Ich nehme tief Luft und marschiere rein.

  • Zum Kellner in Laden 1 bekomme ich auch kaum Augenkontakt hin, vergesse meine Fragen, sage aber dann doch klar und freundlich, was ich möchte. Er antwortet sehr nett, und wir plaudern ein wenig, während er am Tresen zapft. Am Ende sagt er: Ciao und bis Samstag!
  • Der Kellner in Laden 2 ist groß und wirkt abweisend – ist er aber überhaupt nicht, als ich zu ihm an den Tresen komme und ihn anspreche. Er hat einen spanischen Akzent, wirkt selbst etwas schüchtern, kommt schnell ins Plaudern, hat alle Zeit der Welt, sagt, dass seine Kneipe den besten [X] der Stadt hätte, von dem er mir gleich einen einschenkt. Ungefragt schaut er nach Reservierungen und sagt: Da bekämen wir noch die Ecke hinten frei. Dabei wollte ich eigentlich nur wissen, ob wir mit der großen Gruppe ein Kölsch im Stehen trinken könnten.
  • Der Kellner in Laden 3 hat wenig Zeit und kommt auch nicht zu mir rüber an den Tresen, sondern fragt aus drei Metern Entfernung, was ich will. Ich stelle mich gerade hin, schaue in seine Richtung und brülle dann halb durch den ganzen Laden, so dass alle Thekengäste es mitbekommen. Aber die anderen interessieren sich ohnehin nur für das gerade laufende Fußballspiel. Und der Kellner sagt so etwas wie: Kein Problem, irgendwo kriegen wir euch da kurz unter.
  • Die Kellnerin in Laden 4 flirtet mit mir. Zumindest kommt mir das immer so vor, wenn ich mit ihr rede. Dabei ist sie wohl einfach nur ein People Person, der anderen tief in die Augen blickt. Ich blicke zurück. Samstag sei schon recht voll, sagt sie. „Aber wir bekommen euch da schon unter.“ Als es um mögliche Quizfragen geht, weist ihre Freundin auf die hintere Wand: „Da hängt [X]“ – Ach wie cool! Das wird die Killerfrage werden!
  • Der Kellner in Laden 5 wirkt unsicher auf mich. Sagt, er sei eigentlich DJ und helfe hier nur aus. Zufällig legt er am Samstag auf. Ah, die Partyreihe, sage ich, die kenne ich, da wurde mir beim letzten Mal zu viel Pop gespielt. Was!? Könne gar nicht sein, sagt er, er spiele auch Rage. Es gäbe einen neuen Schnaps, den hätte er hier eingeführt, er hat ihn aus [X] mitgebracht, da käme er nämlich selbst her. Ein sehr nettes Gespräch.

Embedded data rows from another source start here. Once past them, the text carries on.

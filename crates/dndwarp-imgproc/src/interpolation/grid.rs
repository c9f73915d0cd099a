use dndwarp_image::ImageSize;

use crate::error::WarpError;

/// Ascending pixel-centre coordinates along one image dimension.
#[derive(Clone, Debug, PartialEq)]
pub struct Axis(Vec<f32>);

impl Axis {
    /// The axis `0, 1, ..., len - 1`.
    pub fn range(len: usize) -> Self {
        Self((0..len).map(|i| i as f32).collect())
    }

    /// A copy of the axis with `offset` subtracted from every coordinate.
    pub fn shifted(&self, offset: f32) -> Self {
        Self(self.0.iter().map(|v| v - offset).collect())
    }

    /// Number of coordinates on the axis.
    pub fn len(&self) -> usize {
        self.0.len()
    }

    /// Whether the axis has no coordinates.
    pub fn is_empty(&self) -> bool {
        self.0.is_empty()
    }

    /// The coordinates of the axis.
    pub fn as_slice(&self) -> &[f32] {
        &self.0
    }
}

/// A 2D array of shape (rows, cols) holding one coordinate per pixel.
#[derive(Clone, Debug, PartialEq)]
pub struct CoordinateGrid {
    rows: usize,
    cols: usize,
    data: Vec<f32>,
}

impl CoordinateGrid {
    /// Build a grid by evaluating `f(row, col)` for every cell.
    pub fn from_fn(rows: usize, cols: usize, f: impl Fn(usize, usize) -> f32) -> Self {
        let mut data = Vec::with_capacity(rows * cols);
        for r in 0..rows {
            for c in 0..cols {
                data.push(f(r, c));
            }
        }
        Self { rows, cols, data }
    }

    /// Combine two grids of the same shape cell by cell.
    ///
    /// Returns `None` if the shapes differ.
    pub fn zip_map(&self, other: &Self, f: impl Fn(f32, f32) -> f32) -> Option<Self> {
        if self.shape() != other.shape() {
            return None;
        }
        let data = self
            .data
            .iter()
            .zip(other.data.iter())
            .map(|(&a, &b)| f(a, b))
            .collect();
        Some(Self {
            rows: self.rows,
            cols: self.cols,
            data,
        })
    }

    /// The shape of the grid as `[rows, cols]`.
    pub fn shape(&self) -> [usize; 2] {
        [self.rows, self.cols]
    }

    /// Number of rows of the grid.
    pub fn rows(&self) -> usize {
        self.rows
    }

    /// Number of columns of the grid.
    pub fn cols(&self) -> usize {
        self.cols
    }

    /// The value at `(row, col)`, if in bounds.
    pub fn get(&self, row: usize, col: usize) -> Option<f32> {
        if row >= self.rows || col >= self.cols {
            return None;
        }
        self.data.get(row * self.cols + col).copied()
    }

    /// The values of the grid in row-major order.
    pub fn as_slice(&self) -> &[f32] {
        &self.data
    }
}

/// Create a meshgrid of x and y coordinates
///
/// # Arguments
///
/// * `rows` - The number of rows indicating the height of the grid
/// * `cols` - The number of columns indicating the width of the grid
///
/// # Returns
///
/// A tuple of 2D arrays of shape (rows, cols) containing the x and y coordinates
pub fn meshgrid(rows: usize, cols: usize) -> (CoordinateGrid, CoordinateGrid) {
    let map_x = CoordinateGrid::from_fn(rows, cols, |_, c| c as f32);
    let map_y = CoordinateGrid::from_fn(rows, cols, |r, _| r as f32);
    (map_x, map_y)
}

/// The coordinate axes and per-pixel coordinate grids of an image.
#[derive(Clone, Debug, PartialEq)]
pub struct PositionGrid {
    /// Column axis `0..W-1`.
    pub x: Axis,
    /// Row axis `0..H-1`.
    pub y: Axis,
    /// Column coordinate of every pixel, shape (H, W).
    pub map_x: CoordinateGrid,
    /// Row coordinate of every pixel, shape (H, W).
    pub map_y: CoordinateGrid,
}

impl PositionGrid {
    /// Build the axes and coordinate grids for an image of the given size.
    ///
    /// # Errors
    ///
    /// [`WarpError::InvalidDimensions`] if the width or height is zero.
    ///
    /// # Example
    ///
    /// ```
    /// use dndwarp_image::ImageSize;
    /// use dndwarp_imgproc::interpolation::grid::PositionGrid;
    ///
    /// let grid = PositionGrid::new(ImageSize { width: 3, height: 2 }).unwrap();
    /// assert_eq!(grid.x.as_slice(), &[0.0, 1.0, 2.0]);
    /// assert_eq!(grid.map_y.get(1, 2), Some(1.0));
    /// ```
    pub fn new(size: ImageSize) -> Result<Self, WarpError> {
        if size.width == 0 || size.height == 0 {
            return Err(WarpError::InvalidDimensions {
                width: size.width,
                height: size.height,
            });
        }

        let (map_x, map_y) = meshgrid(size.height, size.width);

        Ok(Self {
            x: Axis::range(size.width),
            y: Axis::range(size.height),
            map_x,
            map_y,
        })
    }
}

#[cfg(test)]
mod tests {
    use super::*;

    #[test]
    fn meshgrid_smoke() {
        let (map_x, map_y) = meshgrid(2, 3);
        assert_eq!(map_x.shape(), [2, 3]);
        assert_eq!(map_x.as_slice(), &[0.0, 1.0, 2.0, 0.0, 1.0, 2.0]);
        assert_eq!(map_y.as_slice(), &[0.0, 0.0, 0.0, 1.0, 1.0, 1.0]);
    }

    #[test]
    fn position_grid_shapes() -> Result<(), WarpError> {
        let grid = PositionGrid::new(ImageSize {
            width: 4,
            height: 2,
        })?;
        assert_eq!(grid.x.len(), 4);
        assert_eq!(grid.y.len(), 2);
        assert_eq!(grid.map_x.shape(), [2, 4]);
        assert_eq!(grid.map_y.shape(), [2, 4]);

        for r in 0..2 {
            for c in 0..4 {
                assert_eq!(grid.map_x.get(r, c), Some(c as f32));
                assert_eq!(grid.map_y.get(r, c), Some(r as f32));
            }
        }
        assert_eq!(grid.map_x.get(2, 0), None);

        Ok(())
    }

    #[test]
    fn position_grid_rejects_empty() {
        for (width, height) in [(0, 3), (3, 0), (0, 0)] {
            assert_eq!(
                PositionGrid::new(ImageSize { width, height }),
                Err(WarpError::InvalidDimensions { width, height })
            );
        }
    }

    #[test]
    fn axis_shifted() {
        let axis = Axis::range(3).shifted(1.0);
        assert_eq!(axis.as_slice(), &[-1.0, 0.0, 1.0]);
        assert!(!axis.is_empty());
    }

    #[test]
    fn zip_map_shape_mismatch() {
        let (a, _) = meshgrid(2, 2);
        let (b, _) = meshgrid(2, 3);
        assert!(a.zip_map(&b, |x, y| x + y).is_none());
        assert_eq!(
            a.zip_map(&a, |x, y| x + y).map(|g| g.as_slice().to_vec()),
            Some(vec![0.0, 2.0, 0.0, 2.0])
        );
    }
}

Am Ende habe ich rund 30 Fragen gesammelt und zumindest drei echt gute Gespräche geführt, statt mir zu Hause Allerweltsfragen aus dem Internet zu suchen.

Heute gelernt: Die meisten Menschen reißen einem gar nicht den Kopf ab. Und Schüchternheit scheint auch andere zu betreffen. Ist vielleicht einfach so eine Gegenreaktion auf das Zeitalter der Überallundjederzeitkommunikation.

Man stellt sich Journalisten eigentlich immer irgendwie als Rampensäue vor. Aber schreiben die dann die besten Geschichten? Schüchtern sein heißt ja nicht, dass man nicht trotzdem Gespräche beginnen kann. Dann hört man halt mehr zu, lässt den anderen reden und bringt so einiges in Erfahrung. Also das, was als Journalist eh nicht schaden kann. Was heißt schon „eigentlich“.